Se trouxermos para o mercado brasileiro, os bancos tradicionais assistiram de fora o avanço que a XP Investimentos teve e agora tentam correr atrás do prejuízo. O mesmo aconteceu com Banco Inter, Stone, PagSeguro e Quinto Andar. 

Os incumbentes tiveram dificuldades ou negligenciaram esses segmentos e agora têm em suas mãos um grande problema para administrar. 

Valuation

Existe o argumento de que o preço justo de várias das empresas de tecnologia é muito menor do que elas estão valendo hoje. A afirmação deve ser questionada, uma vez que existem bons e maus exemplos. 

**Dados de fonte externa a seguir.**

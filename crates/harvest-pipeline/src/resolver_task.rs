//! Resolver task
//!
//! The `Resolver` holds the union-find and canonical tables, so it has a
//! single owner: a task fed over a bounded channel. Annotate workers send
//! `Add` as documents complete; the orchestrator sends `Finalize` after the
//! annotate stage has drained.

use harvest_core::{Annotation, ResolverConfig};
use harvest_extractor::{Resolution, Resolver};
use tokio::sync::{mpsc, oneshot};
use tokio::task::JoinHandle;
use tracing::{debug, info};

use crate::PipelineError;

pub enum ResolverCommand {
    Add(Annotation),
    Finalize(oneshot::Sender<Resolution>),
}

/// Sending side of the resolver task
#[derive(Clone)]
pub struct ResolverHandle {
    tx: mpsc::Sender<ResolverCommand>,
}

impl ResolverHandle {
    /// Spawn the resolver task with a queue of `capacity` commands
    pub fn spawn(config: &ResolverConfig, capacity: usize) -> (Self, JoinHandle<()>) {
        let (tx, rx) = mpsc::channel(capacity.max(1));
        let resolver = Resolver::new(config);
        let task = tokio::spawn(run(resolver, rx));
        (Self { tx }, task)
    }

    /// Queue a document's annotation; waits while the queue is full
    pub async fn add(&self, annotation: Annotation) -> Result<(), PipelineError> {
        self.tx
            .send(ResolverCommand::Add(annotation))
            .await
            .map_err(|_| PipelineError::Internal("resolver task stopped".into()))
    }

    /// Resolve everything added so far; the task exits afterwards
    pub async fn finalize(&self) -> Result<Resolution, PipelineError> {
        let (reply, response) = oneshot::channel();
        self.tx
            .send(ResolverCommand::Finalize(reply))
            .await
            .map_err(|_| PipelineError::Internal("resolver task stopped".into()))?;
        response
            .await
            .map_err(|_| PipelineError::Internal("resolver task dropped the resolution".into()))
    }
}

async fn run(mut resolver: Resolver, mut rx: mpsc::Receiver<ResolverCommand>) {
    while let Some(command) = rx.recv().await {
        match command {
            ResolverCommand::Add(annotation) => {
                let document_id = annotation.document_id;
                let added = resolver.add(&annotation);
                debug!(%document_id, mentions = added, "Annotation added to resolver");
            }
            ResolverCommand::Finalize(reply) => {
                let resolution = resolver.finalize();
                info!(
                    mentions = resolver.mention_count(),
                    entities = resolution.entities.len(),
                    relations = resolution.relations.len(),
                    self_relations_dropped = resolution.self_relations_dropped,
                    "Resolution finalised"
                );
                let _ = reply.send(resolution);
                return;
            }
        }
    }
}
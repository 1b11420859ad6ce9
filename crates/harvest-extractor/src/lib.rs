//! Harvest Extractor - Knowledge extraction pipeline
//!
//! Implements Named Entity Recognition (NER) and Relation Extraction (RE)
//! over document text, shapes the results into typed mentions and candidate
//! relations, and resolves mentions across documents into canonical
//! entities and relations.

use async_trait::async_trait;
use harvest_core::{Classify, EntityType, ErrorClass};
use thiserror::Error;

pub mod annotator;
pub mod corenlp;
pub mod ner;
pub mod relation;
pub mod resolver;
pub mod union_find;

pub use annotator::{Annotator, AnnotatorContext, RuleBasedBackend};
pub use corenlp::CoreNlpBackend;
pub use resolver::{normalize_key, similarity, Resolution, Resolver};

/// Errors raised while annotating a document
#[derive(Error, Debug, Clone, PartialEq, Eq)]
pub enum AnnotateError {
    /// Processing exceeded the per-document budget
    #[error("Annotation exceeded budget of {budget_ms}ms")]
    AnnotationTimeout { budget_ms: u64 },

    /// The NLP backend could not be reached
    #[error("NLP backend unavailable: {0}")]
    Unavailable(String),

    /// The NLP backend failed on this document
    #[error("NLP backend failed: {0}")]
    Backend(String),

    /// The NLP backend answered with something unparseable
    #[error("Invalid NLP response: {0}")]
    InvalidResponse(String),

    /// The shared model could not be initialised
    #[error("Annotator initialisation failed: {0}")]
    Init(String),
}

impl Classify for AnnotateError {
    fn class(&self) -> ErrorClass {
        match self {
            Self::AnnotationTimeout { .. } | Self::Unavailable(_) => ErrorClass::TransientIO,
            Self::Backend(_) | Self::InvalidResponse(_) => ErrorClass::ToolingError,
            Self::Init(_) => ErrorClass::Fatal,
        }
    }
}

/// Extracted entity from text
#[derive(Debug, Clone, PartialEq)]
pub struct ExtractedEntity {
    pub text: String,
    pub entity_type: EntityType,
    pub start: usize,
    pub end: usize,
    pub confidence: f32,
}

/// Extracted relation between entities
#[derive(Debug, Clone, PartialEq)]
pub struct ExtractedRelation {
    pub subject: ExtractedEntity,
    pub predicate: String,
    pub object: ExtractedEntity,
    pub confidence: f32,
}

/// Raw output of an NLP backend, before shaping into mentions
#[derive(Debug, Clone, Default)]
pub struct RawAnnotation {
    pub entities: Vec<ExtractedEntity>,
    pub relations: Vec<ExtractedRelation>,
}

/// Trait for entity extractors
pub trait EntityExtractor: Send + Sync {
    fn extract(&self, text: &str) -> Vec<ExtractedEntity>;
}

/// Trait for relation extractors
pub trait RelationExtractor: Send + Sync {
    fn extract(&self, text: &str, entities: &[ExtractedEntity]) -> Vec<ExtractedRelation>;
}

/// An NLP toolkit pipeline (tokenize, sentence-split, NER, relations)
#[async_trait]
pub trait NlpBackend: Send + Sync {
    async fn annotate(&self, text: &str) -> Result<RawAnnotation, AnnotateError>;

    /// Get backend name for logging
    fn name(&self) -> &str;
}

Na década passada, diversas empresas de tecnologia foram criadas no Brasil. Muitas delas não deram certo pelos mais variados motivos, dentre os quais estavam a baixa penetração da internet no Brasil, com problemas de infraestrutura e modelos de negócios não testados que posteriormente se mostraram fracassados. 

Apesar disso, nessa época surgiu o Mercado Livre, que por mais que seja uma companhia Argentina, tem no Brasil o seu maior mercado; Uol e Submarino. 

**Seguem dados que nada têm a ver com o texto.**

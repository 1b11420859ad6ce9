//! Relation Extraction (RE) module
//!
//! Extracts relations (triples) between entities of one document. A pattern
//! fires when a keyword appears in the text between two entities of the
//! expected types, within one sentence.

use serde::{Deserialize, Serialize};

use harvest_core::EntityType;

use crate::{ExtractedEntity, ExtractedRelation, RelationExtractor};

// ============================================================================
// Relation Types
// ============================================================================

/// Relation types recognized by the RE system
#[derive(Debug, Clone, Copy, PartialEq, Eq, Hash, Serialize, Deserialize)]
#[serde(rename_all = "snake_case")]
pub enum RelationType {
    WorksAt,   // Person -> Organization
    CeoOf,     // Person -> Organization
    Founded,   // Person -> Organization
    Acquired,  // Organization -> Organization
    LocatedIn, // Organization -> Location
    LivesIn,   // Person -> Location
    BornIn,    // Person -> Location
    RelatedTo, // Generic relation
}

impl RelationType {
    /// Get the string representation
    pub fn as_str(&self) -> &'static str {
        match self {
            Self::WorksAt => "works_at",
            Self::CeoOf => "ceo_of",
            Self::Founded => "founded",
            Self::Acquired => "acquired",
            Self::LocatedIn => "located_in",
            Self::LivesIn => "lives_in",
            Self::BornIn => "born_in",
            Self::RelatedTo => "related_to",
        }
    }

    /// Get from string
    pub fn from_str(s: &str) -> Option<Self> {
        match s.to_lowercase().replace([' ', '-'], "_").as_str() {
            "works_at" | "works_for" => Some(Self::WorksAt),
            "ceo_of" => Some(Self::CeoOf),
            "founded" => Some(Self::Founded),
            "acquired" => Some(Self::Acquired),
            "located_in" | "based_in" => Some(Self::LocatedIn),
            "lives_in" => Some(Self::LivesIn),
            "born_in" => Some(Self::BornIn),
            "related_to" => Some(Self::RelatedTo),
            _ => None,
        }
    }
}

impl std::fmt::Display for RelationType {
    fn fmt(&self, f: &mut std::fmt::Formatter<'_>) -> std::fmt::Result {
        write!(f, "{}", self.as_str())
    }
}

// ============================================================================
// Rule-based RE
// ============================================================================

/// Pattern for extracting relations
#[derive(Debug, Clone)]
pub struct RelationPattern {
    /// Subject entity type
    pub subject_type: EntityType,
    /// Object entity type
    pub object_type: EntityType,
    /// Relation type
    pub relation: RelationType,
    /// Whether the subject precedes the object in the text
    pub subject_first: bool,
    /// Pattern keywords (between the two entities)
    pub keywords: Vec<String>,
    /// Phrases that veto the pattern, such as a passive "acquired by"
    pub exclusions: Vec<String>,
    /// Maximum distance between entities (in bytes)
    pub max_distance: usize,
    /// Confidence score
    pub confidence: f32,
}

/// Rule-based relation extractor
pub struct RuleBasedRe {
    patterns: Vec<RelationPattern>,
}

impl RuleBasedRe {
    /// Create a new rule-based RE with the default English patterns
    pub fn new() -> Self {
        let mut re = Self {
            patterns: Vec::new(),
        };
        re.init_patterns();
        re
    }

    fn init_patterns(&mut self) {
        use EntityType::{Location, Organization, Person};

        // Employment
        self.add_pattern(
            Person,
            Organization,
            RelationType::WorksAt,
            true,
            vec![
                "works at", "works for", "worked at", "worked for", "working at", "employed by",
                "employee of", "joined", "hired by", "engineer at", "analyst at", "manager at",
            ],
            vec![],
            60,
            0.8,
        );
        self.add_pattern(
            Person,
            Organization,
            RelationType::WorksAt,
            false,
            vec!["hired", "employs", "appointed"],
            vec![],
            60,
            0.7,
        );
        self.add_pattern(
            Person,
            Organization,
            RelationType::CeoOf,
            true,
            vec![
                "ceo of", "ceo at", "chief executive of", "chief executive officer of",
                "president of", "chairman of",
            ],
            vec![],
            60,
            0.85,
        );

        // Founding
        self.add_pattern(
            Person,
            Organization,
            RelationType::Founded,
            true,
            vec!["founded", "co-founded", "cofounded", "started"],
            vec!["founded by", "co-founded by", "started by"],
            60,
            0.8,
        );
        self.add_pattern(
            Person,
            Organization,
            RelationType::Founded,
            false,
            vec!["founded by", "co-founded by", "started by"],
            vec![],
            60,
            0.8,
        );

        // Acquisitions
        self.add_pattern(
            Organization,
            Organization,
            RelationType::Acquired,
            true,
            vec!["acquired", "bought", "purchased", "takeover of"],
            vec!["acquired by", "bought by", "purchased by"],
            80,
            0.8,
        );
        self.add_pattern(
            Organization,
            Organization,
            RelationType::Acquired,
            false,
            vec!["acquired by", "bought by", "purchased by"],
            vec![],
            80,
            0.8,
        );

        // Places
        self.add_pattern(
            Organization,
            Location,
            RelationType::LocatedIn,
            true,
            vec![
                "based in", "headquartered in", "located in", "offices in", "headquarters in",
            ],
            vec![],
            60,
            0.8,
        );
        self.add_pattern(
            Person,
            Location,
            RelationType::LivesIn,
            true,
            vec!["lives in", "living in", "resides in", "moved to", "based in"],
            vec![],
            60,
            0.7,
        );
        self.add_pattern(
            Person,
            Location,
            RelationType::BornIn,
            true,
            vec!["born in"],
            vec![],
            60,
            0.85,
        );
    }

    /// Add a relation pattern
    #[allow(clippy::too_many_arguments)]
    pub fn add_pattern(
        &mut self,
        subject_type: EntityType,
        object_type: EntityType,
        relation: RelationType,
        subject_first: bool,
        keywords: Vec<&str>,
        exclusions: Vec<&str>,
        max_distance: usize,
        confidence: f32,
    ) {
        self.patterns.push(RelationPattern {
            subject_type,
            object_type,
            relation,
            subject_first,
            keywords: keywords.iter().map(|s| s.to_string()).collect(),
            exclusions: exclusions.iter().map(|s| s.to_string()).collect(),
            max_distance,
            confidence,
        });
    }

    /// Find relations between entities based on patterns
    fn find_pattern_relations(
        &self,
        text: &str,
        entities: &[ExtractedEntity],
    ) -> Vec<ExtractedRelation> {
        let mut relations: Vec<ExtractedRelation> = Vec::new();

        for pattern in &self.patterns {
            let (first_type, second_type) = if pattern.subject_first {
                (pattern.subject_type, pattern.object_type)
            } else {
                (pattern.object_type, pattern.subject_type)
            };

            for first in entities.iter().filter(|e| e.entity_type == first_type) {
                for second in entities.iter().filter(|e| e.entity_type == second_type) {
                    if second.start < first.end {
                        continue;
                    }
                    if second.start - first.end > pattern.max_distance {
                        continue;
                    }
                    let Some(between) = text.get(first.end..second.start) else {
                        continue;
                    };
                    if crosses_sentence(between) {
                        continue;
                    }

                    // The nearest entity of the right type takes the relation
                    let intervening = entities.iter().any(|e| {
                        e.entity_type == second_type
                            && e.start >= first.end
                            && e.end <= second.start
                    });
                    if intervening {
                        continue;
                    }

                    let context = normalize_context(between);
                    if !contains_any(&context, &pattern.keywords)
                        || contains_any(&context, &pattern.exclusions)
                    {
                        continue;
                    }

                    let (subject, object) = if pattern.subject_first {
                        (first, second)
                    } else {
                        (second, first)
                    };

                    let relation = ExtractedRelation {
                        subject: subject.clone(),
                        predicate: pattern.relation.to_string(),
                        object: object.clone(),
                        confidence: pattern.confidence,
                    };
                    push_unique(&mut relations, relation);
                }
            }
        }

        relations
    }
}

impl Default for RuleBasedRe {
    fn default() -> Self {
        Self::new()
    }
}

impl RelationExtractor for RuleBasedRe {
    fn extract(&self, text: &str, entities: &[ExtractedEntity]) -> Vec<ExtractedRelation> {
        self.find_pattern_relations(text, entities)
    }
}

fn crosses_sentence(between: &str) -> bool {
    if between.contains('\n') {
        return true;
    }
    let bytes = between.as_bytes();
    bytes.windows(2).any(|w| matches!(w[0], b'.' | b'!' | b'?') && w[1].is_ascii_whitespace())
}

/// Lowercase words separated by single spaces, padded on both ends
fn normalize_context(text: &str) -> String {
    let cleaned: String = text
        .chars()
        .map(|c| {
            if c.is_alphanumeric() || c == '-' {
                c.to_ascii_lowercase()
            } else {
                ' '
            }
        })
        .collect();
    format!(" {} ", cleaned.split_whitespace().collect::<Vec<_>>().join(" "))
}

fn contains_any(context: &str, phrases: &[String]) -> bool {
    phrases
        .iter()
        .any(|p| context.contains(&format!(" {} ", p.to_lowercase())))
}

/// Keep one relation per (subject, predicate, object), the most confident
fn push_unique(relations: &mut Vec<ExtractedRelation>, relation: ExtractedRelation) {
    let existing = relations.iter_mut().find(|r| {
        r.predicate == relation.predicate
            && (r.subject.start, r.subject.end) == (relation.subject.start, relation.subject.end)
            && (r.object.start, r.object.end) == (relation.object.start, relation.object.end)
    });

    match existing {
        Some(r) if r.confidence < relation.confidence => *r = relation,
        Some(_) => {}
        None => relations.push(relation),
    }
}

// ============================================================================
// Tests
// ============================================================================

#[cfg(test)]
mod tests {
    use super::*;
    use crate::ner::RuleBasedNer;
    use crate::EntityExtractor;

    fn create_entity(text: &str, full: &str, entity_type: EntityType) -> ExtractedEntity {
        let start = full.find(text).unwrap();
        ExtractedEntity {
            text: text.to_string(),
            entity_type,
            start,
            end: start + text.len(),
            confidence: 0.9,
        }
    }

    fn triples(relations: &[ExtractedRelation]) -> Vec<(String, String, String)> {
        relations
            .iter()
            .map(|r| (r.subject.text.clone(), r.predicate.clone(), r.object.text.clone()))
            .collect()
    }

    #[test]
    fn test_relation_type_display() {
        assert_eq!(RelationType::WorksAt.to_string(), "works_at");
        assert_eq!(RelationType::LocatedIn.as_str(), "located_in");
    }

    #[test]
    fn test_relation_type_from_str() {
        assert_eq!(RelationType::from_str("works at"), Some(RelationType::WorksAt));
        assert_eq!(RelationType::from_str("ceo_of"), Some(RelationType::CeoOf));
        assert_eq!(RelationType::from_str("unknown"), None);
    }

    #[test]
    fn test_works_at() {
        let re = RuleBasedRe::new();
        let text = "Jon Smith works at Acme Corp.";
        let entities = vec![
            create_entity("Jon Smith", text, EntityType::Person),
            create_entity("Acme Corp", text, EntityType::Organization),
        ];

        let relations = re.extract(text, &entities);
        assert_eq!(
            triples(&relations),
            vec![("Jon Smith".into(), "works_at".into(), "Acme Corp".into())]
        );
    }

    #[test]
    fn test_passive_acquisition_is_inverted() {
        let re = RuleBasedRe::new();
        let text = "Acme Corp was acquired by Initech Inc last year.";
        let entities = vec![
            create_entity("Acme Corp", text, EntityType::Organization),
            create_entity("Initech Inc", text, EntityType::Organization),
        ];

        let relations = re.extract(text, &entities);
        assert_eq!(
            triples(&relations),
            vec![("Initech Inc".into(), "acquired".into(), "Acme Corp".into())]
        );
    }

    #[test]
    fn test_no_relation_across_sentences() {
        let re = RuleBasedRe::new();
        let text = "Jon Smith left. He joined Acme Corp in May.";
        let entities = vec![
            create_entity("Jon Smith", text, EntityType::Person),
            create_entity("Acme Corp", text, EntityType::Organization),
        ];

        assert!(re.extract(text, &entities).is_empty());
    }

    #[test]
    fn test_nearest_object_wins() {
        let re = RuleBasedRe::new();
        let text = "Jon Smith works at Acme Corp and Mary Jones at Initech Inc.";
        let entities = vec![
            create_entity("Jon Smith", text, EntityType::Person),
            create_entity("Acme Corp", text, EntityType::Organization),
            create_entity("Mary Jones", text, EntityType::Person),
            create_entity("Initech Inc", text, EntityType::Organization),
        ];

        let relations = re.extract(text, &entities);
        assert_eq!(
            triples(&relations),
            vec![("Jon Smith".into(), "works_at".into(), "Acme Corp".into())]
        );
    }

    #[test]
    fn test_with_rule_based_ner() {
        let ner = RuleBasedNer::new();
        let re = RuleBasedRe::new();
        let text = "Acme Corp, based in Berlin, hired Jon Smith.";

        let entities = ner.extract(text);
        let found = triples(&re.extract(text, &entities));

        assert!(found.contains(&("Acme Corp".into(), "located_in".into(), "Berlin".into())));
        assert!(found.contains(&("Jon Smith".into(), "works_at".into(), "Acme Corp".into())));
        assert_eq!(found.len(), 2);
    }
}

Pode parecer que foi um movimento fracassado, onde poucas empresas sobreviveram, talvez ao acaso da sorte ou de um modelo de negócios único que jamais poderia ser replicado. 

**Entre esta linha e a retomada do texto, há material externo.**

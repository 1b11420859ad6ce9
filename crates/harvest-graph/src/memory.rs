//! In-memory graph store
//!
//! Holds nodes and edges in mutex-guarded maps. Faults and latency can be
//! injected so pipeline behaviour under store errors and slow writes can be
//! exercised without a database.

use std::collections::{BTreeMap, HashSet, VecDeque};
use std::sync::atomic::{AtomicBool, AtomicUsize, Ordering};
use std::sync::{Mutex, MutexGuard};
use std::time::Duration;

use async_trait::async_trait;
use harvest_core::RelationKey;
use uuid::Uuid;

use crate::{EdgeRecord, GraphStore, NodeRecord, StoreError, StoredEdge};

#[derive(Default)]
struct Graph {
    nodes: BTreeMap<Uuid, NodeRecord>,
    edges: BTreeMap<RelationKey, StoredEdge>,
}

/// Graph store backed by process memory
#[derive(Default)]
pub struct InMemoryGraphStore {
    graph: Mutex<Graph>,
    latency: Option<Duration>,
    /// Errors returned by upcoming writes, one per call
    faults: Mutex<VecDeque<StoreError>>,
    /// Predicates whose edge writes always fail
    rejected_predicates: Mutex<HashSet<String>>,
    unavailable: AtomicBool,
    node_writes: AtomicUsize,
    edge_writes: AtomicUsize,
}

impl InMemoryGraphStore {
    pub fn new() -> Self {
        Self::default()
    }

    /// Delay every call by `latency`
    pub fn with_latency(mut self, latency: Duration) -> Self {
        self.latency = Some(latency);
        self
    }

    /// Fail the next writes with `errors`, in order
    pub fn fail_next(&self, errors: impl IntoIterator<Item = StoreError>) {
        lock(&self.faults).extend(errors);
    }

    /// Reject every edge write with `predicate` as a constraint violation
    pub fn reject_predicate(&self, predicate: &str) {
        lock(&self.rejected_predicates).insert(predicate.to_string());
    }

    /// Make every call, including `ping`, fail with `Unavailable`
    pub fn set_unavailable(&self, unavailable: bool) {
        self.unavailable.store(unavailable, Ordering::SeqCst);
    }

    pub fn nodes(&self) -> Vec<NodeRecord> {
        lock(&self.graph).nodes.values().cloned().collect()
    }

    pub fn edges(&self) -> Vec<StoredEdge> {
        lock(&self.graph).edges.values().cloned().collect()
    }

    pub fn node_count(&self) -> usize {
        lock(&self.graph).nodes.len()
    }

    pub fn edge_count(&self) -> usize {
        lock(&self.graph).edges.len()
    }

    /// Node write calls received, failed ones included
    pub fn node_write_calls(&self) -> usize {
        self.node_writes.load(Ordering::SeqCst)
    }

    /// Edge write calls received, failed ones included
    pub fn edge_write_calls(&self) -> usize {
        self.edge_writes.load(Ordering::SeqCst)
    }

    async fn enter(&self) -> Result<(), StoreError> {
        if let Some(latency) = self.latency {
            tokio::time::sleep(latency).await;
        }
        if self.unavailable.load(Ordering::SeqCst) {
            return Err(StoreError::Unavailable("store marked unavailable".into()));
        }
        Ok(())
    }

    fn injected_fault(&self) -> Option<StoreError> {
        lock(&self.faults).pop_front()
    }
}

fn lock<T>(mutex: &Mutex<T>) -> MutexGuard<'_, T> {
    mutex.lock().unwrap_or_else(|poisoned| poisoned.into_inner())
}

#[async_trait]
impl GraphStore for InMemoryGraphStore {
    async fn upsert_node(&self, node: &NodeRecord) -> Result<(), StoreError> {
        self.node_writes.fetch_add(1, Ordering::SeqCst);
        self.enter().await?;
        if let Some(fault) = self.injected_fault() {
            return Err(fault);
        }

        let mut graph = lock(&self.graph);
        graph
            .nodes
            .entry(node.entity_id)
            .and_modify(|existing| {
                existing.aliases.extend(node.aliases.iter().cloned());
                existing
                    .source_document_ids
                    .extend(node.source_document_ids.iter().copied());
            })
            .or_insert_with(|| node.clone());
        Ok(())
    }

    async fn upsert_edge(&self, edge: &EdgeRecord) -> Result<(), StoreError> {
        self.edge_writes.fetch_add(1, Ordering::SeqCst);
        self.enter().await?;
        if let Some(fault) = self.injected_fault() {
            return Err(fault);
        }
        if lock(&self.rejected_predicates).contains(&edge.key.predicate) {
            return Err(StoreError::ConstraintViolation(format!(
                "predicate '{}' rejected",
                edge.key.predicate
            )));
        }

        let mut graph = lock(&self.graph);
        for endpoint in [edge.key.subject_entity_id, edge.key.object_entity_id] {
            if !graph.nodes.contains_key(&endpoint) {
                return Err(StoreError::DanglingReference {
                    edge: edge.key.to_string(),
                    missing: endpoint,
                });
            }
        }

        graph
            .edges
            .entry(edge.key.clone())
            .and_modify(|existing| {
                existing.support_count += edge.observed_count;
                existing
                    .source_document_ids
                    .extend(edge.source_document_ids.iter().copied());
            })
            .or_insert_with(|| StoredEdge {
                key: edge.key.clone(),
                support_count: edge.observed_count,
                source_document_ids: edge.source_document_ids.clone(),
            });
        Ok(())
    }

    async fn node(&self, entity_id: Uuid) -> Result<Option<NodeRecord>, StoreError> {
        self.enter().await?;
        Ok(lock(&self.graph).nodes.get(&entity_id).cloned())
    }

    async fn edge(&self, key: &RelationKey) -> Result<Option<StoredEdge>, StoreError> {
        self.enter().await?;
        Ok(lock(&self.graph).edges.get(key).cloned())
    }

    async fn ping(&self) -> Result<(), StoreError> {
        self.enter().await
    }

    fn name(&self) -> &str {
        "memory"
    }
}

#[cfg(test)]
mod tests {
    use super::*;
    use harvest_core::EntityType;
    use std::collections::BTreeSet;

    fn node(id: u128, name: &str, aliases: &[&str], doc: u128) -> NodeRecord {
        NodeRecord {
            entity_id: Uuid::from_u128(id),
            canonical_name: name.to_string(),
            entity_type: EntityType::Person,
            aliases: aliases.iter().map(|a| a.to_string()).collect(),
            source_document_ids: BTreeSet::from([Uuid::from_u128(doc)]),
        }
    }

    fn edge(subject: u128, object: u128, count: u64) -> EdgeRecord {
        EdgeRecord {
            key: RelationKey::new(Uuid::from_u128(subject), "works_at", Uuid::from_u128(object)),
            observed_count: count,
            source_document_ids: BTreeSet::from([Uuid::from_u128(99)]),
        }
    }

    #[tokio::test]
    async fn test_node_merge_keeps_name_and_unions_sets() {
        let store = InMemoryGraphStore::new();
        store.upsert_node(&node(1, "Jon Smith", &["Jon Smith"], 10)).await.unwrap();
        store.upsert_node(&node(1, "J. Smith", &["J. Smith"], 11)).await.unwrap();

        let stored = store.node(Uuid::from_u128(1)).await.unwrap().unwrap();
        assert_eq!(stored.canonical_name, "Jon Smith");
        assert_eq!(stored.aliases.len(), 2);
        assert_eq!(stored.source_document_ids.len(), 2);
        assert_eq!(store.node_count(), 1);
    }

    #[tokio::test]
    async fn test_edge_requires_both_nodes() {
        let store = InMemoryGraphStore::new();
        store.upsert_node(&node(1, "Jon Smith", &[], 10)).await.unwrap();

        let err = store.upsert_edge(&edge(1, 2, 1)).await.unwrap_err();
        assert_eq!(
            err,
            StoreError::DanglingReference {
                edge: edge(1, 2, 1).key.to_string(),
                missing: Uuid::from_u128(2),
            }
        );
        assert_eq!(store.edge_count(), 0);
    }

    #[tokio::test]
    async fn test_edge_support_accumulates() {
        let store = InMemoryGraphStore::new();
        store.upsert_node(&node(1, "Jon Smith", &[], 10)).await.unwrap();
        store.upsert_node(&node(2, "Acme", &[], 10)).await.unwrap();

        store.upsert_edge(&edge(1, 2, 2)).await.unwrap();
        store.upsert_edge(&edge(1, 2, 3)).await.unwrap();

        let stored = store.edge(&edge(1, 2, 0).key).await.unwrap().unwrap();
        assert_eq!(stored.support_count, 5);
        assert_eq!(store.edge_count(), 1);
    }

    #[tokio::test]
    async fn test_injected_faults_and_unavailability() {
        let store = InMemoryGraphStore::new();
        store.fail_next([StoreError::Timeout("slow".into())]);

        let first = store.upsert_node(&node(1, "Jon Smith", &[], 10)).await;
        assert_eq!(first, Err(StoreError::Timeout("slow".into())));
        assert!(store.upsert_node(&node(1, "Jon Smith", &[], 10)).await.is_ok());
        assert_eq!(store.node_write_calls(), 2);

        store.set_unavailable(true);
        assert!(matches!(store.ping().await, Err(StoreError::Unavailable(_))));
    }
}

Mas o caso aqui é o ambiente que essas empresas estão inseridas. O racional de investimentos em diversas empresas de tecnologia se pauta no ambiente de competição vencedor-leva-tudo.

Este modelo diz que uma empresa irá dominar o mercado e ditar a forma como este mercado se comportará, com os poucos concorrentes que sobraram, tendo que seguir as leis que esta empresa ditará. 

Neste ambiente, poucas empresas sobreviveriam, o que explica o motivo de existirem tão poucas empresas após a bolha dos anos 2000. 

Viva o empreendedor

É difícil existir investimento em empresa disruptiva com base em análise quantitativa. Não existe fluxo de caixa descontado para empresas de tecnologia, justamente pelo fato de que esse modelo envolve premissas futuras, como qual será a receita da empresa nos próximos 10 anos.

De que forma iremos prever a receita da empresa daqui a 10 anos se não sabemos nem se ela irá existir? Além disso, o crescimento de receita, caso ela exista, não será linear e sim exponencial. Mas exponencial em qual ritmo? 

Assim sendo, ao investirmos em empresas deste tipo, é necessário acreditar no time de gestão, nos empreendedores daquela empresa, que têm naquilo um estilo de vida e que vivem o negócio todos os dias. Não da para falar em múltiplos realmente. Os múltiplos vão ser altos mesmo. Por vezes nem mesmo existirão múltiplos, pois a empresa nem gera lucro ainda. 

Conclusão

O investimento em empresas de tecnologia no Brasil é demasiadamente complicado. Temos poucas empresas puramente tech listadas em nossa bolsa. A tendência é que esse número aumente no médio - longo prazo. A única empresa que para mim se encaixa nesta categoria é o Banco Inter. 

Podemos citar Banco Pan, BTG e Magalu, mas para mim se encaixam em uma outra categoria. O investidor brasileiro já consegue acessar o mercado americano, onde existem diversos casos com as características aqui citadas. 

Por fim, vale dizer que por mais que o investidor tenha um processo de análise de empresas muito apurado e que consiga identificar casos de sucesso antes do que a massa, o caso não é de concentração. 

Investimentos em tecnologia são por natureza mais arriscados. Conforme já mencionado, poucas empresas irão sobreviver e a dificuldade é justamente identificar essas sobreviventes no longo prazo. 

Desta forma, é sempre interessante a diversificação de setores em sua carteira. Vale a pena ter uma participação desta categoria em sua carteira, desde que seja diversificada e adequada ao seu portfólio.